By Francesco Tancredi


(Editor's note: The following article is submitted by a long-time COS reader, that looks at some memorable films and how workplace health and safety are portrayed in their plots. If you have any workplace health and safety news or commentary you would like to share with us, send us an email at[/em]

My only and closest brush with show business occurred when I worked for the demolition industry. A Hollywood production crew arrived on one of our sites in Toronto to film scenes for Good Will Hunting. Two characters in the film are young labourers who weigh their career options during their breaks on a demolition site. The scriptwriters used the construction metaphor to show the main character as a brilliant underachiever stuck on a demolition site, but clearly destined for a future as a math genius.


I remember seeing the film and feeling discomfort when Hollywood misrepresented my job giving it its own self-serving spin. My subsequent work in occupational health and safety has made me sensitive to the way popular entertainment uses workplace issues to further the plots and develop the characters in its stories. I began to list films where the characters are affected by occupational hazards or workplace health and safety.  


The result is by no means comprehensive, but shows that health and safety is not a subject that fits neatly into the categories of thriller or science fiction or any other film genre. At best it is relevant subject matter and at its worst it is inconsequential to the needs of popular film culture.
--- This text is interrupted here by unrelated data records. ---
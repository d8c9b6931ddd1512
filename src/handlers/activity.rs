use actix_web::{web, HttpRequest, HttpResponse};
use serde::{Deserialize, Serialize};
use sqlx::PgPool;
use uuid::Uuid;

use crate::errors::AppError;
use crate::models::activity::{Activity, ActivityPatch, NewActivity, ReorderRequest};
use crate::services::activities;
use crate::utils::jwt::current_user;

#[derive(Deserialize)]
pub struct TripQuery {
    trip_id: Uuid,
}

#[derive(Serialize)]
pub struct ActivityListResponse {
    total: usize,
    activities: Vec<Activity>,
}

#[derive(Serialize)]
struct ReorderResponse {
    message: &'static str,
    updated: u64,
}

// GET /api/v1/activities?trip_id=
pub async fn list_activities(
    req: HttpRequest,
    pool: web::Data<PgPool>,
    query: web::Query<TripQuery>,
) -> Result<HttpResponse, AppError> {
    let user = current_user(&req, &pool).await?;
    let activities = activities::list_for_trip(&pool, query.trip_id, user.id).await?;

    Ok(HttpResponse::Ok().json(ActivityListResponse {
        total: activities.len(),
        activities,
    }))
}

// POST /api/v1/activities
pub async fn create_activity(
    req: HttpRequest,
    pool: web::Data<PgPool>,
    payload: web::Json<NewActivity>,
) -> Result<HttpResponse, AppError> {
    let user = current_user(&req, &pool).await?;
    payload.validate_all()?;

    let activity = activities::create(&pool, user.id, payload.into_inner()).await?;
    Ok(HttpResponse::Created().json(activity))
}

// GET /api/v1/activities/{activity_id}
pub async fn get_activity(
    req: HttpRequest,
    pool: web::Data<PgPool>,
    activity_id: web::Path<Uuid>,
) -> Result<HttpResponse, AppError> {
    let user = current_user(&req, &pool).await?;
    let activity = activities::get(&pool, *activity_id, user.id).await?;
    Ok(HttpResponse::Ok().json(activity))
}

// PATCH /api/v1/activities/{activity_id}
pub async fn update_activity(
    req: HttpRequest,
    pool: web::Data<PgPool>,
    activity_id: web::Path<Uuid>,
    payload: web::Json<ActivityPatch>,
) -> Result<HttpResponse, AppError> {
    let user = current_user(&req, &pool).await?;
    let activity = activities::update(&pool, *activity_id, user.id, payload.into_inner()).await?;
    Ok(HttpResponse::Ok().json(activity))
}

// DELETE /api/v1/activities/{activity_id}
pub async fn delete_activity(
    req: HttpRequest,
    pool: web::Data<PgPool>,
    activity_id: web::Path<Uuid>,
) -> Result<HttpResponse, AppError> {
    let user = current_user(&req, &pool).await?;
    activities::delete(&pool, *activity_id, user.id).await?;
    Ok(HttpResponse::NoContent().finish())
}

// PUT /api/v1/activities/reorder?trip_id=
pub async fn reorder_activities(
    req: HttpRequest,
    pool: web::Data<PgPool>,
    query: web::Query<TripQuery>,
    payload: web::Json<ReorderRequest>,
) -> Result<HttpResponse, AppError> {
    let user = current_user(&req, &pool).await?;
    let updated = activities::reorder(&pool, query.trip_id, user.id, &payload).await?;

    Ok(HttpResponse::Ok().json(ReorderResponse {
        message: "Activities reordered successfully",
        updated,
    }))
}
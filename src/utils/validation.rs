use lazy_static::lazy_static;
use regex::Regex;
use validator::Validate;
use crate::errors::AppError;

const MAX_TAGS: usize = 20;
const MAX_TAG_LENGTH: usize = 50;
/// Matches the `VARCHAR(500)` URL columns.
pub const MAX_URL_LENGTH: usize = 500;

lazy_static! {
    static ref URL_RE: Regex =
        Regex::new(r"^https?://[a-zA-Z0-9.-]+(\.[a-zA-Z]{2,}|:[0-9]{1,5})(:[0-9]{1,5})?(/[^\s]*)?$")
            .expect("URL pattern is valid");
}

pub fn validate_payload<T: Validate>(payload: &T) -> Result<(), AppError> {
    payload.validate()
        .map_err(|err| AppError::BadRequest(err.to_string()))
}

// Regex validation for image links
pub fn validate_url(uri: &str) -> Result<(), AppError> {
    if uri.len() > MAX_URL_LENGTH {
        return Err(AppError::BadRequest(format!(
            "URL must be at most {} characters",
            MAX_URL_LENGTH
        )));
    }
    if !URL_RE.is_match(uri) {
        return Err(AppError::BadRequest("Invalid URL. It should be an http(s) URL".to_string()));
    }
    Ok(())
}

pub fn validate_latitude(latitude: f64) -> Result<(), AppError> {
    if !latitude.is_finite() || !(-90.0..=90.0).contains(&latitude) {
        return Err(AppError::BadRequest("Latitude must be between -90 and 90".to_string()));
    }
    Ok(())
}

pub fn validate_longitude(longitude: f64) -> Result<(), AppError> {
    if !longitude.is_finite() || !(-180.0..=180.0).contains(&longitude) {
        return Err(AppError::BadRequest("Longitude must be between -180 and 180".to_string()));
    }
    Ok(())
}

pub fn validate_tags(tags: &[String]) -> Result<(), AppError> {
    if tags.len() > MAX_TAGS {
        return Err(AppError::BadRequest(format!("At most {} tags are allowed", MAX_TAGS)));
    }
    if tags.iter().any(|tag| tag.trim().is_empty() || tag.chars().count() > MAX_TAG_LENGTH) {
        return Err(AppError::BadRequest(format!(
            "Tags must be non-empty and at most {} characters",
            MAX_TAG_LENGTH
        )));
    }
    Ok(())
}

#[cfg(test)]
mod tests {
    use super::*;

    #[test]
    fn accepts_http_and_https_links() {
        assert!(validate_url("https://images.unsplash.com/photo-1469474968028?w=800").is_ok());
        assert!(validate_url("http://localhost:9000/odyssey/memories/a.jpg").is_ok());
    }

    #[test]
    fn rejects_non_http_links() {
        assert!(validate_url("ftp://example.com/a.jpg").is_err());
        assert!(validate_url("example.com/a.jpg").is_err());
        assert!(validate_url("https://exa mple.com").is_err());
    }

    #[test]
    fn rejects_links_longer_than_the_column() {
        let base = "https://example.com/";
        let fits = format!("{}{}", base, "a".repeat(MAX_URL_LENGTH - base.len()));
        assert!(validate_url(&fits).is_ok());

        let too_long = format!("{}{}", base, "a".repeat(600));
        assert!(matches!(validate_url(&too_long), Err(AppError::BadRequest(_))));
    }

    #[test]
    fn coordinate_bounds_are_inclusive() {
        assert!(validate_latitude(90.0).is_ok());
        assert!(validate_latitude(-90.0).is_ok());
        assert!(validate_latitude(90.0001).is_err());
        assert!(validate_longitude(-180.0).is_ok());
        assert!(validate_longitude(180.5).is_err());
        assert!(validate_longitude(f64::NAN).is_err());
    }

    #[test]
    fn tags_must_be_short_and_non_blank() {
        assert!(validate_tags(&["beach".to_string(), "food".to_string()]).is_ok());
        assert!(validate_tags(&["  ".to_string()]).is_err());
        assert!(validate_tags(&["x".repeat(51)]).is_err());
        assert!(validate_tags(&vec!["t".to_string(); 21]).is_err());
    }
}
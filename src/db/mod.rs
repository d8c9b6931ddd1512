use log::info;
use sqlx::postgres::PgPoolOptions;
use sqlx::PgPool;

use crate::config::Config;

pub async fn connect(config: &Config) -> Result<PgPool, sqlx::Error> {
    PgPoolOptions::new()
        .max_connections(config.database_max_connections)
        .connect_with(config.database.clone())
        .await
}

/// Applies the embedded schema migrations.
pub async fn migrate(pool: &PgPool) -> Result<(), sqlx::migrate::MigrateError> {
    sqlx::migrate!("./migrations").run(pool).await?;
    info!("Database schema is up to date");
    Ok(())
}
use sqlx::PgPool;
use uuid::Uuid;

use crate::errors::AppError;
use crate::models::activity::{Activity, ActivityPatch, NewActivity, ReorderRequest};
use crate::services::ordering::{self, TripChildren};
use crate::services::trips;

fn activity_not_found() -> AppError {
    AppError::NotFound("Activity not found".to_string())
}

/// All activities of an owned trip in display order.
pub async fn list_for_trip(
    pool: &PgPool,
    trip_id: Uuid,
    user_id: Uuid,
) -> Result<Vec<Activity>, AppError> {
    trips::ensure_owned(pool, trip_id, user_id).await?;

    let activities = sqlx::query_as::<_, Activity>(
        "SELECT * FROM activities WHERE trip_id = $1 ORDER BY sort_order ASC, scheduled_time ASC",
    )
    .bind(trip_id)
    .fetch_all(pool)
    .await?;

    Ok(activities)
}

pub async fn get(pool: &PgPool, activity_id: Uuid, user_id: Uuid) -> Result<Activity, AppError> {
    sqlx::query_as::<_, Activity>(
        "SELECT a.* FROM activities a
        JOIN trips t ON t.id = a.trip_id
        WHERE a.id = $1 AND t.user_id = $2",
    )
    .bind(activity_id)
    .bind(user_id)
    .fetch_optional(pool)
    .await?
    .ok_or_else(activity_not_found)
}

/// Appends the activity after the trip's current highest sort order.
pub async fn create(pool: &PgPool, user_id: Uuid, activity: NewActivity) -> Result<Activity, AppError> {
    let mut tx = pool.begin().await?;
    trips::ensure_owned(&mut *tx, activity.trip_id, user_id).await?;

    let created = sqlx::query_as::<_, Activity>(
        "INSERT INTO activities (id, trip_id, title, description, scheduled_time, category, latitude, longitude, sort_order, created_at, updated_at)
        VALUES ($1, $2, $3, $4, $5, $6, $7, $8,
            (SELECT COALESCE(MAX(sort_order) + 1, 0) FROM activities WHERE trip_id = $2),
            NOW(), NOW())
        RETURNING *",
    )
    .bind(Uuid::now_v7())
    .bind(activity.trip_id)
    .bind(&activity.title)
    .bind(&activity.description)
    .bind(activity.scheduled_time)
    .bind(activity.category)
    .bind(activity.latitude)
    .bind(activity.longitude)
    .fetch_one(&mut *tx)
    .await?;

    tx.commit().await?;
    Ok(created)
}

pub async fn update(
    pool: &PgPool,
    activity_id: Uuid,
    user_id: Uuid,
    patch: ActivityPatch,
) -> Result<Activity, AppError> {
    let mut tx = pool.begin().await?;

    let mut activity = sqlx::query_as::<_, Activity>(
        "SELECT a.* FROM activities a
        JOIN trips t ON t.id = a.trip_id
        WHERE a.id = $1 AND t.user_id = $2
        FOR UPDATE OF a",
    )
    .bind(activity_id)
    .bind(user_id)
    .fetch_optional(&mut *tx)
    .await?
    .ok_or_else(activity_not_found)?;

    patch.apply(&mut activity)?;

    let updated = sqlx::query_as::<_, Activity>(
        "UPDATE activities
        SET title = $1, description = $2, scheduled_time = $3, category = $4,
            latitude = $5, longitude = $6, updated_at = NOW()
        WHERE id = $7
        RETURNING *",
    )
    .bind(&activity.title)
    .bind(&activity.description)
    .bind(activity.scheduled_time)
    .bind(activity.category)
    .bind(activity.latitude)
    .bind(activity.longitude)
    .bind(activity.id)
    .fetch_one(&mut *tx)
    .await?;

    tx.commit().await?;
    Ok(updated)
}

pub async fn delete(pool: &PgPool, activity_id: Uuid, user_id: Uuid) -> Result<(), AppError> {
    let result = sqlx::query(
        "DELETE FROM activities a
        USING trips t
        WHERE a.id = $1 AND a.trip_id = t.id AND t.user_id = $2",
    )
    .bind(activity_id)
    .bind(user_id)
    .execute(pool)
    .await?;

    if result.rows_affected() == 0 {
        return Err(activity_not_found());
    }
    Ok(())
}

/// Applies the sort keys in one transaction; see [`ordering::reorder`].
pub async fn reorder(
    pool: &PgPool,
    trip_id: Uuid,
    user_id: Uuid,
    request: &ReorderRequest,
) -> Result<u64, AppError> {
    ordering::reorder(
        pool,
        TripChildren::Activities,
        trip_id,
        user_id,
        &request.activity_orders,
    )
    .await
}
Indeed occupational safety issues shown in narrative film are used to set up its story and to define or develop its characters. Being used in this utilitarian manner means that occupational health and safety has a secondary role in art that I hope does not reflect modern society’s belief.  


I suspect the problem lies with the difficulty of acting out the most important moment in safety: prevention. The idea of prevention as a potential film subject is beyond Hollywood’s scope and interest because nothing tragic happens when an accident is prevented. It is not fertile story material for the performing arts because it does not have dramatic possibility; an accident prevented is really a positive non-event. If nothing bad happens it’s good for health and safety, not so good for movies. A careful search beneath the Hollywood glitz and glamour uncovers no understanding of prevention, and a little knowledge of workplace safety and the challenges faced everyday by workers and their employers.


The following, in no particular order, is my personal list of films that have incorporated some aspects of occupational health and safety events or issues into their storylines. In the interest of full disclosure, my critique of the films has a professional bias toward determining how effectively they have grasped basic safety ideas like prevention, risk control and the precautionary principle.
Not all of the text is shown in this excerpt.